Покуда мы, чуть покачивая, везли Шадрача по тропе, он лежал на этом возвышении довольный и успокоенный. Дорогой я наблюдал за ним; в памяти он до сих пор видится мне полуслепым, но хладнокровным и невозмутимым африканским владыкой, которого во всей полноте прожитых им лет несут к некоей долгожданной и неотъемлемо предустановленной награде.

Мы поставили тачку на мшистый берег, и Шадрач долго глядел с нее на пруд, гладь которого, слегка подернутая рябью, была усеяна резво скачущими водомерками, а над нею в солнечной, медного цвета дымке нервно мельтешили переливчато-прозрачные стрекозки. Стоя рядом с тачкой, откуда хрупкими черными камышинками торчали тощие голени Шадрача, я обернулся и, вглядевшись в этот древний лик, попытался определить, на что Шадрач так зачарованно смотрит, что именно сообщает его взгляду такую мечтательность и успокоение. Его глаза следили за ребятишками Дэбни, которые разделись до трусиков и попрыгали в воду. Похоже, это наводило на какую-то мысль, и, озарившись внезапной догадкой, я понял, что ведь и Шадрач когда-то тоже плавал в этом пруду, в августе какого-то невообразимого года, чуть ли не целый век назад.
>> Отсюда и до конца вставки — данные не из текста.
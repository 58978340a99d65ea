//! TOML configuration file loading
//!
//! The file is looked up at `--config` when given (it must then exist) or at
//! `<config_dir>/Jukebox/jukebox.toml`. Missing sections and keys take their
//! defaults; unknown keys are rejected.

use super::args::Args;
use crate::core::error_handling::ContextualError;
use crate::core::logging::LogFormat;
use crate::services::ServiceSettings;
use serde::Deserialize;
use std::path::{Path, PathBuf};
use std::time::Duration;

#[derive(Debug, thiserror::Error)]
pub enum ConfigError {
    #[error("The specified configuration file does not exist: {}", .path.display())]
    Missing { path: PathBuf },

    #[error("Error reading configuration file {}: {source}", .path.display())]
    Read {
        path: PathBuf,
        source: std::io::Error,
    },

    #[error("Error parsing configuration file {}: {message}", .path.display())]
    Parse { path: PathBuf, message: String },

    #[error("Invalid value for '{key}': {message}")]
    Invalid { key: String, message: String },
}

impl ConfigError {
    fn invalid(key: &str, message: impl Into<String>) -> Self {
        Self::Invalid {
            key: key.to_string(),
            message: message.into(),
        }
    }
}

impl ContextualError for ConfigError {
    fn is_user_actionable(&self) -> bool {
        true
    }

    fn user_message(&self) -> Option<String> {
        Some(self.to_string())
    }
}

#[derive(Debug, Clone, PartialEq, Eq, Deserialize)]
#[serde(default, deny_unknown_fields)]
pub struct LoggingConfig {
    pub level: String,
    pub format: String,
    pub file: Option<PathBuf>,
    /// `None` picks color when stderr is a terminal
    pub color: Option<bool>,
}

impl Default for LoggingConfig {
    fn default() -> Self {
        Self {
            level: "info".to_string(),
            format: "text".to_string(),
            file: None,
            color: None,
        }
    }
}

#[derive(Debug, Clone, PartialEq, Eq, Deserialize)]
#[serde(default, deny_unknown_fields)]
pub struct QueueConfig {
    pub workers: usize,
    pub join_timeout_ms: u64,
    pub monitor_interval_ms: u64,
}

impl Default for QueueConfig {
    fn default() -> Self {
        let defaults = ServiceSettings::default();
        Self {
            workers: defaults.workers,
            join_timeout_ms: defaults.join_timeout.as_millis() as u64,
            monitor_interval_ms: defaults.monitor_interval.as_millis() as u64,
        }
    }
}

#[derive(Debug, Clone, PartialEq, Eq, Deserialize)]
#[serde(default, deny_unknown_fields)]
pub struct SchedulerConfig {
    pub stop_timeout_ms: u64,
}

impl Default for SchedulerConfig {
    fn default() -> Self {
        Self {
            stop_timeout_ms: crate::scheduler::DEFAULT_STOP_TIMEOUT.as_millis() as u64,
        }
    }
}

#[derive(Debug, Clone, Default, PartialEq, Eq, Deserialize)]
#[serde(default, deny_unknown_fields)]
pub struct Config {
    pub logging: LoggingConfig,
    pub queue: QueueConfig,
    pub scheduler: SchedulerConfig,
}

const MAX_WORKERS: usize = 256;

impl Config {
    /// `<config_dir>/Jukebox/jukebox.toml`
    pub fn default_path() -> Option<PathBuf> {
        dirs::config_dir().map(|d| d.join("Jukebox").join("jukebox.toml"))
    }

    /// Load the explicit file, else the default file if present, else defaults
    pub fn load(explicit: Option<&Path>) -> Result<Self, ConfigError> {
        match explicit {
            Some(path) if !path.exists() => Err(ConfigError::Missing {
                path: path.to_path_buf(),
            }),
            Some(path) => Self::from_file(path),
            None => match Self::default_path() {
                Some(path) if path.exists() => Self::from_file(&path),
                _ => Ok(Self::default()),
            },
        }
    }

    pub fn from_file(path: &Path) -> Result<Self, ConfigError> {
        let contents = std::fs::read_to_string(path).map_err(|source| ConfigError::Read {
            path: path.to_path_buf(),
            source,
        })?;
        let config: Self = toml::from_str(&contents).map_err(|e| ConfigError::Parse {
            path: path.to_path_buf(),
            message: e.to_string(),
        })?;
        log::debug!("Loaded configuration from {}", path.display());
        Ok(config)
    }

    /// Let command-line flags override file values
    pub fn apply_args(&mut self, args: &Args) {
        if let Some(level) = &args.log_level {
            self.logging.level = level.clone();
        }
        if let Some(format) = &args.log_format {
            self.logging.format = format.clone();
        }
        if let Some(file) = &args.log_file {
            self.logging.file = Some(file.clone());
        }
        if let Some(color) = args.color_choice() {
            self.logging.color = Some(color);
        }
        if let Some(workers) = args.workers {
            self.queue.workers = workers;
        }

        // "none" and "-" switch file logging off, from either source
        if let Some(file) = &self.logging.file {
            let file = file.to_string_lossy();
            if file.eq_ignore_ascii_case("none") || file == "-" {
                self.logging.file = None;
            }
        }
    }

    pub fn validate(&self) -> Result<(), ConfigError> {
        if let Err(e) = flexi_logger::LogSpecification::parse(&self.logging.level) {
            return Err(ConfigError::invalid("logging.level", e.to_string()));
        }
        if LogFormat::parse(&self.logging.format).is_none() {
            return Err(ConfigError::invalid(
                "logging.format",
                format!("'{}' is not one of text, ext, json", self.logging.format),
            ));
        }
        if self.queue.workers == 0 || self.queue.workers > MAX_WORKERS {
            return Err(ConfigError::invalid(
                "queue.workers",
                format!("must be between 1 and {}", MAX_WORKERS),
            ));
        }
        for (key, value) in [
            ("queue.join_timeout_ms", self.queue.join_timeout_ms),
            ("queue.monitor_interval_ms", self.queue.monitor_interval_ms),
            ("scheduler.stop_timeout_ms", self.scheduler.stop_timeout_ms),
        ] {
            if value == 0 {
                return Err(ConfigError::invalid(key, "must be greater than zero"));
            }
        }
        Ok(())
    }

    pub fn service_settings(&self) -> ServiceSettings {
        ServiceSettings {
            workers: self.queue.workers,
            join_timeout: Duration::from_millis(self.queue.join_timeout_ms),
            monitor_interval: Duration::from_millis(self.queue.monitor_interval_ms),
        }
    }

    pub fn stop_timeout(&self) -> Duration {
        Duration::from_millis(self.scheduler.stop_timeout_ms)
    }

    /// Explicit color setting, or whether stderr is a terminal
    pub fn use_color(&self) -> bool {
        use std::io::IsTerminal;
        self.logging
            .color
            .unwrap_or_else(|| std::io::stderr().is_terminal())
    }
}

#[cfg(test)]
mod tests {
    use super::*;
    use clap::Parser;
    use std::io::Write;
    use tempfile::NamedTempFile;

    fn write_config(contents: &str) -> NamedTempFile {
        let mut file = NamedTempFile::new().unwrap();
        file.write_all(contents.as_bytes()).unwrap();
        file
    }

    #[test]
    fn test_defaults_are_valid() {
        let config = Config::default();
        assert!(config.validate().is_ok());
        assert_eq!(config.logging.level, "info");
        assert_eq!(config.service_settings(), ServiceSettings::default());
        assert_eq!(config.stop_timeout(), crate::scheduler::DEFAULT_STOP_TIMEOUT);
    }

    #[test]
    fn test_partial_file_keeps_defaults() {
        let file = write_config(
            r#"
[logging]
level = "debug"

[queue]
workers = 2
"#,
        );
        let config = Config::load(Some(file.path())).unwrap();

        assert_eq!(config.logging.level, "debug");
        assert_eq!(config.logging.format, "text");
        assert_eq!(config.queue.workers, 2);
        assert_eq!(config.queue, QueueConfig { workers: 2, ..QueueConfig::default() });
        assert_eq!(config.scheduler, SchedulerConfig::default());
    }

    #[test]
    fn test_full_file() {
        let file = write_config(
            r#"
[logging]
level = "warn,jukebox::queue=debug"
format = "json"
file = "/tmp/jukebox.log"
color = false

[queue]
workers = 8
join_timeout_ms = 250
monitor_interval_ms = 1000

[scheduler]
stop_timeout_ms = 1500
"#,
        );
        let config = Config::load(Some(file.path())).unwrap();
        assert!(config.validate().is_ok());
        assert!(!config.use_color());

        let settings = config.service_settings();
        assert_eq!(settings.workers, 8);
        assert_eq!(settings.join_timeout, Duration::from_millis(250));
        assert_eq!(settings.monitor_interval, Duration::from_secs(1));
        assert_eq!(config.stop_timeout(), Duration::from_millis(1500));
        assert_eq!(config.logging.file, Some(PathBuf::from("/tmp/jukebox.log")));
    }

    #[test]
    fn test_missing_explicit_file_is_an_error() {
        let dir = tempfile::tempdir().unwrap();
        let path = dir.path().join("absent.toml");
        match Config::load(Some(&path)) {
            Err(ConfigError::Missing { path: reported }) => assert_eq!(reported, path),
            other => panic!("Expected Missing, got {:?}", other),
        }
    }

    #[test]
    fn test_unknown_key_is_named() {
        let file = write_config("[queue]\nworkerz = 3\n");
        let err = Config::load(Some(file.path())).unwrap_err();
        assert!(matches!(err, ConfigError::Parse { .. }));
        assert!(err.to_string().contains("workerz"));
    }

    #[test]
    fn test_wrong_type_is_a_parse_error() {
        let file = write_config("[scheduler]\nstop_timeout_ms = \"soon\"\n");
        assert!(matches!(
            Config::load(Some(file.path())),
            Err(ConfigError::Parse { .. })
        ));
    }

    #[test]
    fn test_validation_names_the_key() {
        let mut config = Config::default();
        config.queue.workers = 0;
        match config.validate() {
            Err(ConfigError::Invalid { key, .. }) => assert_eq!(key, "queue.workers"),
            other => panic!("Expected Invalid, got {:?}", other),
        }

        let mut config = Config::default();
        config.scheduler.stop_timeout_ms = 0;
        let err = config.validate().unwrap_err();
        assert_eq!(
            err.to_string(),
            "Invalid value for 'scheduler.stop_timeout_ms': must be greater than zero"
        );
        assert!(err.is_user_actionable());

        let mut config = Config::default();
        config.logging.format = "xml".to_string();
        assert!(matches!(
            config.validate(),
            Err(ConfigError::Invalid { key, .. }) if key == "logging.format"
        ));
    }

    #[test]
    fn test_args_override_file_values() {
        let mut config = Config::default();
        config.logging.color = Some(true);
        config.logging.file = Some(PathBuf::from("/tmp/from-file.log"));

        let args = Args::try_parse_from([
            "jukebox",
            "--log-level",
            "trace",
            "--no-color",
            "--workers",
            "3",
            "--log-file",
            "none",
        ])
        .unwrap();
        config.apply_args(&args);

        assert_eq!(config.logging.level, "trace");
        assert_eq!(config.logging.color, Some(false));
        assert_eq!(config.queue.workers, 3);
        assert_eq!(config.logging.file, None);
    }

    #[test]
    fn test_unset_args_leave_config_alone() {
        let mut config = Config::default();
        config.queue.workers = 6;
        config.apply_args(&Args::default());
        assert_eq!(config.queue.workers, 6);
        assert_eq!(config.logging, LoggingConfig::default());
    }
}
Мне не привелось узнать, было ли его долгое одинокое путешествие из южной глубинки попыткой отыскать этот пруд и хоть на миг вернуть свое детство; с тем же успехом это могло быть и способом окончательно поставить крест на той жизни, что прошла в страданиях. Даже сейчас я не взялся бы утверждать этого с уверенностью, но ничего иного не остается, как допустить, что Шадрач, когда его, еще молодого, множество лет назад в Алабаме освободили, оказался, подобно большинству его братьев и сестер, опять ввергнутым в кабалу, быть может более мучительную, чем любое узаконенное рабство. Хроники пестрят тысячами свидетельств о тех людях, кто был освобожден и тут же окунулся в новый, уже совсем непостижимый кошмар: нищета, голод, унижения, горящие по ночам костры, беспричинные убийства и — что хуже всего — нескончаемый страх. В мой рассказ все это безумие и мракобесие не вмещается, однако, не упомянув обо всем этом хотя бы намеком, я погрешил бы против памяти Шадрача. Несмотря на лихую бодрость тона, которым он говорил нам о том, что «совшем обешшадел», должно быть, он пережил тяжкие несчастья. Все-таки я сейчас склоняюсь к тому, что возвратиться в Виргинию его побудила не тоска по былым узам, а желание вновь обрести невинность детства. И в тот день, сам еще мальчишка, я стоял на берегу пруда и видел в Шадраче не бежавшего от тьмы, но ищущего света, посланного мгновенным проблеском воссоздавшегося в памяти детства. Старые, туманящиеся глаза Шадрача глядели на запруду, на барахтающихся и перекликающихся в воде ребятишек, по его лицу разливалось глубокое спокойствие и блаженство, и я чувствовал, что он вернул себе, возможно, единственный неомраченный миг жизни. «Шад, а ты тут тоже купался?» — спросил я. Но ответа не последовало. А вскоре он снова впал в дремоту, его голова склонилась к плечу, и мы отвезли его в тачке назад домой.